Czas mija, trawa odrasta


Koncepcja tryptyku powieściowego, którego części, usytuowane w różnych wycinkach czasoprzestrzeni, połączone są mniej lub bardziej uchwytnym wspólnym motywem, nie jest dla Cunninghama niczym nowym. To przecież według takiego właśnie schematu skonstruował pisarz słynne „Godziny”, które przyniosły mu międzynarodowy rozgłos. A jednak błędem byłoby sądzić, że „Wyjątkowe czasy” to tylko powtórka sprawdzonego chwytu. W tym przypadku bowiem ta sama strategia wykorzystana została do zupełnie innych celów: „Godziny” zaglądają do wnętrza człowieka, skupiają się na analizowaniu jego emocji, a ich motywem przewodnim jest alienacja jednostki, zaś „Wyjątkowe czasy” wychodzą poza zamknięty krąg ludzkiej osobowości, dotykając kwestii interakcji człowieka ze środowiskiem, zwłaszcza ze stworzonymi przez niego samego pułapkami cywilizacyjnymi.

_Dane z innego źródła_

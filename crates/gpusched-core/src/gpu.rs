//! GPU detection and monitoring
//!
//! A [`GpuMonitor`] produces point-in-time samples of the installed devices.
//! Which implementation is used is decided once at startup by
//! [`detect_monitor`]: NVML when the driver library can be loaded, otherwise a
//! single synthetic device so that the scheduler keeps working on hosts
//! without GPUs.

use async_trait::async_trait;
use nvml_wrapper::enum_wrappers::device::TemperatureSensor;
use nvml_wrapper::Nvml;
use serde::{Deserialize, Serialize};
use std::sync::Arc;
use std::time::Duration;
use tracing::{debug, info, warn};

use crate::config::GpuConfig;
use crate::error::{GpuschedError, GpuschedResult};

/// Name reported by the synthetic device
pub const FALLBACK_DEVICE_NAME: &str = "CPU-fallback";

/// Point-in-time sample of a GPU device
#[derive(Debug, Clone, PartialEq, Serialize, Deserialize)]
pub struct GpuDevice {
    /// Device index
    pub gpu_id: u32,
    /// Device name
    pub name: String,
    /// Total memory in bytes
    pub memory_total: u64,
    /// Used memory in bytes
    pub memory_used: u64,
    /// Core temperature in degrees Celsius
    pub temperature: Option<u32>,
    /// Current utilization percentage (0-100)
    pub utilization: Option<u32>,
    /// Whether new work may be placed on the device
    pub is_healthy: bool,
}

impl GpuDevice {
    /// Synthetic device used when no driver interface is available
    pub fn fallback(memory_total: u64) -> Self {
        Self {
            gpu_id: 0,
            name: FALLBACK_DEVICE_NAME.to_string(),
            memory_total,
            memory_used: 0,
            temperature: None,
            utilization: None,
            is_healthy: true,
        }
    }

    /// Unused memory according to the sample
    pub fn memory_free(&self) -> u64 {
        self.memory_total.saturating_sub(self.memory_used)
    }
}

/// Source of GPU samples
#[async_trait]
pub trait GpuMonitor: Send + Sync {
    /// Sample all devices, ordered by device id.
    ///
    /// Never fails: implementations degrade to a synthetic device.
    async fn sample(&self) -> Vec<GpuDevice>;

    /// Get the monitor name
    fn name(&self) -> &'static str;
}

/// Blocking device query against a driver interface
pub trait DeviceQuery: Send + Sync + 'static {
    fn query(&self) -> GpuschedResult<Vec<GpuDevice>>;
}

/// Monitor that always reports the single synthetic device
#[derive(Debug, Clone)]
pub struct VirtualMonitor {
    memory_total: u64,
}

impl VirtualMonitor {
    /// Create a virtual monitor with the given capacity
    pub fn new(memory_total: u64) -> Self {
        Self { memory_total }
    }
}

#[async_trait]
impl GpuMonitor for VirtualMonitor {
    async fn sample(&self) -> Vec<GpuDevice> {
        vec![GpuDevice::fallback(self.memory_total)]
    }

    fn name(&self) -> &'static str {
        "virtual"
    }
}

/// Monitor that runs a blocking [`DeviceQuery`] with a bounded timeout and
/// falls back to the synthetic device on any failure
pub struct SampledMonitor<Q: DeviceQuery> {
    query: Arc<Q>,
    timeout: Duration,
    fallback: VirtualMonitor,
}

impl<Q: DeviceQuery> SampledMonitor<Q> {
    pub fn new(query: Q, timeout: Duration, fallback_memory_total: u64) -> Self {
        Self {
            query: Arc::new(query),
            timeout,
            fallback: VirtualMonitor::new(fallback_memory_total),
        }
    }

    async fn try_sample(&self) -> GpuschedResult<Vec<GpuDevice>> {
        let query = self.query.clone();
        let task = tokio::task::spawn_blocking(move || query.query());

        let mut devices = tokio::time::timeout(self.timeout, task)
            .await
            .map_err(|_| GpuschedError::Gpu(format!("sample timed out after {:?}", self.timeout)))?
            .map_err(|e| GpuschedError::Gpu(format!("sample task failed: {}", e)))??;

        if devices.is_empty() {
            return Err(GpuschedError::Gpu("no devices reported".to_string()));
        }
        devices.sort_by_key(|d| d.gpu_id);
        Ok(devices)
    }
}

#[async_trait]
impl<Q: DeviceQuery> GpuMonitor for SampledMonitor<Q> {
    async fn sample(&self) -> Vec<GpuDevice> {
        match self.try_sample().await {
            Ok(devices) => devices,
            Err(e) => {
                warn!(error = %e, "GPU sample failed, using fallback device");
                self.fallback.sample().await
            }
        }
    }

    fn name(&self) -> &'static str {
        "sampled"
    }
}

/// NVIDIA devices through NVML
pub struct NvmlQuery {
    nvml: Nvml,
    max_healthy_temperature: u32,
}

impl NvmlQuery {
    /// Load the NVML library
    pub fn init(max_healthy_temperature: u32) -> GpuschedResult<Self> {
        let nvml = Nvml::init().map_err(|e| GpuschedError::Gpu(e.to_string()))?;
        Ok(Self {
            nvml,
            max_healthy_temperature,
        })
    }
}

impl DeviceQuery for NvmlQuery {
    fn query(&self) -> GpuschedResult<Vec<GpuDevice>> {
        let nvml_err = |e: nvml_wrapper::error::NvmlError| GpuschedError::Gpu(e.to_string());

        let count = self.nvml.device_count().map_err(nvml_err)?;
        let mut devices = Vec::with_capacity(count as usize);

        for index in 0..count {
            let device = self.nvml.device_by_index(index).map_err(nvml_err)?;
            let name = device.name().map_err(nvml_err)?;
            let memory = device.memory_info().map_err(nvml_err)?;
            // Temperature and utilization are not supported on every board
            let temperature = device.temperature(TemperatureSensor::Gpu).ok();
            let utilization = device.utilization_rates().ok().map(|u| u.gpu);

            devices.push(GpuDevice {
                gpu_id: index,
                name,
                memory_total: memory.total,
                memory_used: memory.used,
                temperature,
                utilization,
                is_healthy: is_healthy_temperature(temperature, self.max_healthy_temperature),
            });
        }

        Ok(devices)
    }
}

fn is_healthy_temperature(temperature: Option<u32>, max: u32) -> bool {
    temperature.map_or(true, |t| t < max)
}

/// Select the monitor implementation for this host
pub fn detect_monitor(config: &GpuConfig) -> Arc<dyn GpuMonitor> {
    if config.force_virtual {
        info!(
            memory_total = config.virtual_memory_total,
            "Virtual GPU mode forced by configuration"
        );
        return Arc::new(VirtualMonitor::new(config.virtual_memory_total));
    }

    match NvmlQuery::init(config.max_healthy_temperature) {
        Ok(query) => {
            info!("NVML available, monitoring NVIDIA devices");
            Arc::new(SampledMonitor::new(
                query,
                Duration::from_millis(config.sample_timeout_ms),
                config.virtual_memory_total,
            ))
        }
        Err(e) => {
            debug!(error = %e, "NVML unavailable");
            info!(
                memory_total = config.virtual_memory_total,
                "No GPU driver interface, running in virtual GPU mode"
            );
            Arc::new(VirtualMonitor::new(config.virtual_memory_total))
        }
    }
}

Część pierwsza tryptyku, „W maszynie”, to przejmujący portret upośledzonego fizycznie, lecz inteligentnego i ponadprzeciętnie wrażliwego trzynastolatka, który po tragicznej śmierci brata musi wziąć na siebie ciężar utrzymania rodziny. Do tej pory Lucas żył w swoim własnym świecie, utkanym z pełnych metafizyki wersów poezji Whitmana – teraz musi stawić czoło przytłaczającej rzeczywistości, w której głównym czynnikiem twórczym i zarazem destrukcyjnym jest maszyna...

Część druga, „Dziecięca krucjata”, to dość przerażająca wizja bezdomnych dzieci, wykorzystanych jako narzędzia egzekwowania źle pojętej sprawiedliwości społecznej.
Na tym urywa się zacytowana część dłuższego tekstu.